Call centers are often an example of a job that will vanish in the near future, but does any living person want to take the same customer service call over and over? Of course not, which is why call center turnover is so high. You experience this every time you wait on hold hearing those familiar words, “your call is very important to use, please hold the line.”  

Chou further explains AI and automation will be used by law firm to quickly go through decades of case law. Instead of a paralegal finding that diamond in the rough case working late for months, it will happen in minutes. This, in turn, will lower costs, increasing access for those who need legal assistance but can’t afford it, dramatically increasing business for law firms.

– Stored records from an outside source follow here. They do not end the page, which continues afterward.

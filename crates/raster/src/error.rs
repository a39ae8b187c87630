//! Error types for raster handling.

use std::path::PathBuf;
use thiserror::Error;

/// Result type alias using RasterError.
pub type RasterResult<T> = Result<T, RasterError>;

/// Primary error type for buffer and codec operations.
#[derive(Debug, Error)]
pub enum RasterError {
    // === Buffer geometry errors ===
    #[error("Unsupported bytes per pixel: {0} (expected 3 or 4)")]
    UnsupportedDepth(usize),

    #[error("Stride {stride} too small for {width} pixels at {bytes_per_pixel} bytes per pixel")]
    StrideTooSmall {
        stride: usize,
        width: u32,
        bytes_per_pixel: usize,
    },

    #[error("Buffer length {len} does not match stride {stride} x height {height}")]
    LengthMismatch {
        len: usize,
        stride: usize,
        height: u32,
    },

    // === Codec errors ===
    #[error("Unsupported pixel layout {layout} - {path}")]
    UnsupportedLayout { layout: String, path: PathBuf },

    #[error("Failed to decode {path}: {source}")]
    Decode {
        path: PathBuf,
        source: image::ImageError,
    },

    #[error("Failed to encode {path}: {source}")]
    Encode {
        path: PathBuf,
        source: image::ImageError,
    },

    #[error("Unsupported output format: {path}")]
    UnsupportedOutput { path: PathBuf },

    #[error("I/O error on {path}: {source}")]
    Io {
        path: PathBuf,
        source: std::io::Error,
    },
}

Just as the simple automobile created more possibilities than we could imagine, AI and automation will open up a global employment gold rush, opening up new jobs for people in extreme poverty across the globe, and when those people suddenly find income, they will become a whole new demographic for marketers to sell to. 

Visualize with me: a future where cube farms, once filled with tired office workers, become coworking spaces reminiscent of 18th-century town squares. Instead of bakers, leather workers, and ironworkers, however, we’d work alongside each other collaborating on new ideas you can’t even dream of. All made possible by the healthy AI and automation future that we have been taught to fear.